• Extracted records:
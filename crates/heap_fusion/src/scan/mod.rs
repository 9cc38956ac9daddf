//! Heap scan machinery: shared scan state, per-worker state, the pull
//! driver and filter translation.

pub mod driver;
pub mod filter;
pub mod global;
pub mod local;

pub use driver::{DriverState, ScanDriver, ScanPull};
pub use filter::translate_filter;
pub use global::{
    init_relation_missing_attrs, InitInput, ScanColumn, ScanColumns, ScanGlobalState, ScanRun,
};
pub use local::ScanLocalState;
//! JSON seed files describing schemas, tables, rows and views.
//!
//! ```json
//! {
//!   "tables": [{
//!     "name": "t",
//!     "columns": [{"name": "a", "type": "int4"}, {"name": "b", "type": "text"}],
//!     "rows": [[1, "x"], [2, null]]
//!   }],
//!   "views": [{"name": "v", "definition": "SELECT a FROM t WHERE a > 1"}]
//! }
//! ```

use std::path::Path;

use anyhow::{anyhow, bail, Context, Result};
use serde::{Deserialize, Serialize};
use serde_json::Value;
use tracing::info;

use crate::access::QualifiedName;
use crate::store::{HeapStore, DEFAULT_SCHEMA};
use crate::tuple::Attribute;
use crate::types::{char_typmod, numeric_typmod, Datum, Numeric, TypeOid};

fn default_schema() -> String {
    DEFAULT_SCHEMA.to_string()
}

/// Top-level seed document.
#[derive(Debug, Clone, Default, Serialize, Deserialize)]
pub struct SeedFile {
    /// Schemas created before any table; `public` always exists.
    #[serde(default)]
    pub schemas: Vec<String>,
    #[serde(default)]
    pub tables: Vec<SeedTable>,
    /// Views, created after every table.
    #[serde(default)]
    pub views: Vec<SeedView>,
}

/// One table with its columns and initial rows.
#[derive(Debug, Clone, Serialize, Deserialize)]
pub struct SeedTable {
    #[serde(default = "default_schema")]
    pub schema: String,
    pub name: String,
    pub columns: Vec<SeedColumn>,
    /// Rows as JSON arrays, one cell per column.
    #[serde(default)]
    pub rows: Vec<Vec<Value>>,
}

/// Column declaration of a seeded table.
#[derive(Debug, Clone, Serialize, Deserialize)]
pub struct SeedColumn {
    pub name: String,
    /// Host type name such as `int4`, `numeric` or `varchar`.
    #[serde(rename = "type")]
    pub type_name: String,
    #[serde(default)]
    pub precision: Option<u8>,
    #[serde(default)]
    pub scale: Option<u8>,
    #[serde(default)]
    pub length: Option<u32>,
    #[serde(default)]
    pub not_null: bool,
}

/// View declared by its defining query.
#[derive(Debug, Clone, Serialize, Deserialize)]
pub struct SeedView {
    #[serde(default = "default_schema")]
    pub schema: String,
    pub name: String,
    pub definition: String,
}

impl SeedFile {
    /// Reads and decodes a seed file from disk.
    pub fn from_path(path: impl AsRef<Path>) -> Result<Self> {
        let path = path.as_ref();
        let raw = std::fs::read_to_string(path)
            .with_context(|| format!("read seed file {}", path.display()))?;
        Self::from_json(&raw).with_context(|| format!("parse seed file {}", path.display()))
    }

    pub fn from_json(raw: &str) -> Result<Self> {
        serde_json::from_str(raw).context("decode seed json")
    }
}

impl SeedColumn {
    /// Builds the host attribute, encoding precision/scale or length as the
    /// type modifier.
    fn attribute(&self) -> Result<Attribute> {
        let type_oid = TypeOid::from_name(&self.type_name)
            .ok_or_else(|| anyhow!("unknown type '{}' for column '{}'", self.type_name, self.name))?;
        let typmod = match type_oid {
            TypeOid::NUMERIC => match (self.precision, self.scale) {
                (Some(precision), scale) => numeric_typmod(precision, scale.unwrap_or(0)),
                (None, None) => -1,
                (None, Some(_)) => bail!("column '{}' has a scale without precision", self.name),
            },
            TypeOid::VARCHAR | TypeOid::BPCHAR => self.length.map(char_typmod).unwrap_or(-1),
            _ => -1,
        };
        let mut attr = Attribute::new(&self.name, type_oid).with_typmod(typmod);
        attr.not_null = self.not_null;
        Ok(attr)
    }
}

/// Converts one JSON cell into a host value for a column type.
pub fn json_to_datum(type_oid: TypeOid, value: &Value) -> Result<Option<Datum>> {
    let datum = match (type_oid, value) {
        (_, Value::Null) => return Ok(None),
        (TypeOid::BOOL, Value::Bool(v)) => Datum::Bool(*v),
        (TypeOid::JSON, other) if !other.is_string() => Datum::Json(other.to_string()),
        (TypeOid::NUMERIC, Value::Number(n)) => Datum::Numeric(
            Numeric::parse(&n.to_string()).ok_or_else(|| anyhow!("invalid numeric {n}"))?,
        ),
        (_, Value::Number(n)) => Datum::parse_text(type_oid, &n.to_string())
            .ok_or_else(|| anyhow!("invalid {} value {n}", type_oid.name()))?,
        (_, Value::String(s)) => Datum::parse_text(type_oid, s)
            .ok_or_else(|| anyhow!("invalid {} value '{s}'", type_oid.name()))?,
        (_, other) => bail!("unsupported json value {other} for type {}", type_oid.name()),
    };
    Ok(Some(datum))
}

impl HeapStore {
    /// Creates every schema, table, row and view described by `seed`.
    pub fn load_seed(&self, seed: &SeedFile) -> Result<()> {
        for schema in &seed.schemas {
            self.create_schema(schema);
        }
        let mut rows_loaded = 0usize;
        for table in &seed.tables {
            self.create_schema(&table.schema);
            let attrs = table
                .columns
                .iter()
                .map(SeedColumn::attribute)
                .collect::<Result<Vec<_>>>()?;
            let types = attrs.iter().map(|attr| attr.type_oid).collect::<Vec<_>>();
            let relation = self
                .create_table(QualifiedName::new(&table.schema, &table.name), attrs)
                .with_context(|| format!("create table {}.{}", table.schema, table.name))?;
            for (row_idx, row) in table.rows.iter().enumerate() {
                if row.len() != types.len() {
                    bail!(
                        "row {row_idx} of {}.{} has {} values, expected {}",
                        table.schema,
                        table.name,
                        row.len(),
                        types.len()
                    );
                }
                let values = types
                    .iter()
                    .zip(row)
                    .map(|(type_oid, cell)| json_to_datum(*type_oid, cell))
                    .collect::<Result<Vec<_>>>()
                    .with_context(|| format!("row {row_idx} of {}.{}", table.schema, table.name))?;
                self.insert(relation, values)
                    .with_context(|| format!("insert row {row_idx} of {}.{}", table.schema, table.name))?;
                rows_loaded += 1;
            }
        }
        for view in &seed.views {
            self.create_schema(&view.schema);
            self.create_view(QualifiedName::new(&view.schema, &view.name), &view.definition)
                .with_context(|| format!("create view {}.{}", view.schema, view.name))?;
        }
        info!(
            tables = seed.tables.len(),
            views = seed.views.len(),
            rows = rows_loaded,
            "loaded heap seed"
        );
        Ok(())
    }
}

#[cfg(test)]
mod tests {
    use super::*;
    use crate::access::HeapAccess;
    use std::io::Write;

    const SEED: &str = r#"{
        "tables": [{
            "name": "t",
            "columns": [
                {"name": "a", "type": "int4", "not_null": true},
                {"name": "b", "type": "text"},
                {"name": "amount", "type": "numeric", "precision": 10, "scale": 2},
                {"name": "day", "type": "date"}
            ],
            "rows": [[1, "x", 12.5, "2000-01-01"], [2, null, "3.25", null]]
        }],
        "views": [{"name": "v", "definition": "SELECT a FROM t WHERE a > 1"}]
    }"#;

    #[test]
    fn seed_file_populates_store() {
        let mut file = tempfile::NamedTempFile::new().expect("temp file");
        file.write_all(SEED.as_bytes()).expect("write seed");
        let seed = SeedFile::from_path(file.path()).expect("parse seed");

        let store = HeapStore::default();
        store.load_seed(&seed).expect("load seed");

        let table = store
            .lookup_relation(&QualifiedName::new("public", "t"))
            .expect("lookup")
            .expect("table exists");
        let desc = store.relation_descriptor(table.id).expect("descriptor");
        assert_eq!(desc.attrs[2].typmod, numeric_typmod(10, 2));
        assert!(desc.attrs[0].not_null);

        let view = store
            .lookup_relation(&QualifiedName::new("public", "v"))
            .expect("lookup")
            .expect("view exists");
        assert!(matches!(view.kind, crate::access::RelationKind::View { .. }));
    }

    #[test]
    fn json_cells_follow_column_type() {
        assert_eq!(
            json_to_datum(TypeOid::DATE, &Value::String("2000-01-01".into())).expect("date"),
            Some(Datum::Date(0))
        );
        assert_eq!(
            json_to_datum(TypeOid::INT8, &serde_json::json!(7)).expect("int8"),
            Some(Datum::Int64(7))
        );
        assert!(json_to_datum(TypeOid::INT4, &serde_json::json!("seven")).is_err());
    }

    #[test]
    fn row_width_mismatch_is_rejected() {
        let seed = SeedFile::from_json(
            r#"{"tables": [{"name": "w", "columns": [{"name": "a", "type": "int4"}], "rows": [[1, 2]]}]}"#,
        )
        .expect("parse");
        let err = HeapStore::default().load_seed(&seed).expect_err("width mismatch");
        assert!(err.to_string().contains("has 2 values"));
    }

    #[test]
    fn malformed_bytea_cell_is_an_error() {
        let seed = SeedFile::from_json(
            r#"{"tables": [{"name": "blobs", "columns": [{"name": "b", "type": "bytea"}], "rows": [["\\xaéb"]]}]}"#,
        )
        .expect("parse");
        let err = HeapStore::default().load_seed(&seed).expect_err("bad hex");
        assert!(format!("{err:#}").contains("invalid bytea value"), "{err:#}");
    }
}
#[cfg(test)]
mod tests {
    use super::*;
    use crate::types::to_columnar_type;
    use datafusion::arrow::array::{Date32Array, Decimal128Array, StringArray};
    use heap_store::types::{char_typmod, numeric_typmod, DATE_END_DAYS, DATE_MIN_DAYS};

    fn vector(type_oid: TypeOid, typmod: i32) -> ColumnVector {
        ColumnVector::new("c", &to_columnar_type(type_oid, typmod), 4).expect("vector")
    }

    #[test]
    fn nulls_and_text_are_written_in_order() {
        let mut v = vector(TypeOid::TEXT, -1);
        row_to_columnar(Some(&Datum::Text("x".into())), &mut v, 0).expect("x");
        row_to_columnar(None, &mut v, 1).expect("null");
        let array = v.finish();
        let strings = array.as_any().downcast_ref::<StringArray>().expect("utf8");
        assert_eq!(strings.value(0), "x");
        assert!(strings.is_null(1));
        assert!(v.is_empty());
    }

    #[test]
    fn out_of_order_offset_is_rejected() {
        let mut v = vector(TypeOid::INT4, -1);
        let err = row_to_columnar(Some(&Datum::Int32(1)), &mut v, 3).expect_err("gap");
        assert!(matches!(err, BridgeError::Conversion { .. }));
    }

    #[test]
    fn bpchar_is_blank_padded() {
        let mut v = vector(TypeOid::BPCHAR, char_typmod(4));
        row_to_columnar(Some(&Datum::Text("ab".into())), &mut v, 0).expect("pad");
        let array = v.finish();
        assert_eq!(array.as_string::<i32>().value(0), "ab  ");
    }

    #[test]
    fn numeric_is_rescaled_and_range_checked() {
        let mut v = vector(TypeOid::NUMERIC, numeric_typmod(5, 2));
        row_to_columnar(Some(&Datum::Numeric(Numeric::new(125, 1))), &mut v, 0).expect("12.5");
        row_to_columnar(Some(&Datum::Numeric(Numeric::new(-1010, 3))), &mut v, 1).expect("-1.010");
        let err = row_to_columnar(Some(&Datum::Numeric(Numeric::new(123_456, 0))), &mut v, 2)
            .expect_err("too wide");
        assert!(matches!(err, BridgeError::Conversion { .. }));
        let err = row_to_columnar(Some(&Datum::Numeric(Numeric::new(-1005, 3))), &mut v, 2)
            .expect_err("-1.005 needs three fractional digits");
        assert!(matches!(err, BridgeError::Conversion { .. }));
        let array = v.finish();
        let decimals = array.as_any().downcast_ref::<Decimal128Array>().expect("decimal");
        assert_eq!(decimals.value(0), 1_250);
        assert_eq!(decimals.value(1), -101);
    }

    #[test]
    fn unconstrained_numeric_rejects_digits_past_its_scale() {
        let mut v = vector(TypeOid::NUMERIC, -1);
        let twelve_digits = Datum::Numeric(Numeric::new(3_141_592_653_589, 12));
        let err = row_to_columnar(Some(&twelve_digits), &mut v, 0).expect_err("lossy");
        assert!(matches!(err, BridgeError::Conversion { .. }));

        let ten_digits = Datum::Numeric(Numeric::new(31_415_926_535_000, 13));
        row_to_columnar(Some(&ten_digits), &mut v, 0).expect("trailing zeros only");
        let array = v.finish();
        let decimals = array.as_any().downcast_ref::<Decimal128Array>().expect("decimal");
        assert_eq!(decimals.value(0), 31_415_926_535);
    }

    #[test]
    fn unsupported_values_fail_but_nulls_pass() {
        let mut v = vector(TypeOid::POINT, -1);
        row_to_columnar(None, &mut v, 0).expect("null is fine");
        let datum = Datum::Other {
            type_oid: TypeOid::POINT,
            text: "(1,2)".into(),
        };
        let err = row_to_columnar(Some(&datum), &mut v, 1).expect_err("unsupported");
        assert_eq!(err, BridgeError::unsupported("point"));
    }

    #[test]
    fn dates_round_trip_through_both_conversions() {
        let days = [DATE_MIN_DAYS, -10_957, 0, 8_400, DATE_END_DAYS - 1];
        let mut v = vector(TypeOid::DATE, -1);
        for (offset, day) in days.iter().enumerate() {
            row_to_columnar(Some(&Datum::Date(*day)), &mut v, offset).expect("date");
        }
        let array = v.finish();
        let dates = array.as_any().downcast_ref::<Date32Array>().expect("date32");
        assert_eq!(dates.value(2), 10_957);
        assert_eq!(dates.value(1), 0);

        let mut slot = OutputSlot::new(vec![TypeOid::DATE]);
        for (row, day) in days.iter().enumerate() {
            columnar_to_row(array.as_ref(), row, &mut slot, 0).expect("back");
            assert_eq!(slot.get(0), Some(&Datum::Date(*day)));
        }
    }

    #[test]
    fn columnar_nulls_clear_the_slot() {
        let array = StringArray::from(vec![Some("doc"), None]);
        let mut slot = OutputSlot::new(vec![TypeOid::JSON]);
        columnar_to_row(&array, 0, &mut slot, 0).expect("json");
        assert_eq!(slot.get(0), Some(&Datum::Json("doc".into())));
        columnar_to_row(&array, 1, &mut slot, 0).expect("null");
        assert!(slot.is_null(0));
    }

    #[test]
    fn columnar_types_without_heap_equivalent_are_errors() {
        let array = datafusion::arrow::array::DurationSecondArray::from(vec![1]);
        let mut slot = OutputSlot::new(vec![TypeOid::TEXT]);
        let err = columnar_to_row(&array, 0, &mut slot, 0).expect_err("duration");
        assert!(matches!(err, BridgeError::UnsupportedType { .. }));
    }

    #[test]
    fn filter_literals_convert_only_when_exact() {
        assert_eq!(
            scalar_to_datum(&ScalarValue::Int64(Some(7)), TypeOid::INT4),
            Some(Datum::Int32(7))
        );
        assert_eq!(scalar_to_datum(&ScalarValue::Int64(Some(1 << 40)), TypeOid::INT4), None);
        assert_eq!(
            scalar_to_datum(&ScalarValue::Date32(Some(10_957)), TypeOid::DATE),
            Some(Datum::Date(0))
        );
        assert_eq!(scalar_to_datum(&ScalarValue::Float64(Some(1.5)), TypeOid::FLOAT4), None);
        assert_eq!(scalar_to_datum(&ScalarValue::Utf8(Some("x".into())), TypeOid::BPCHAR), None);
    }
}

• Your task: What lines above contain "every"? Copy them out.

• Worked solution:
    /// Views, created after every table.
    /// Creates every schema, table, row and view described by `seed`.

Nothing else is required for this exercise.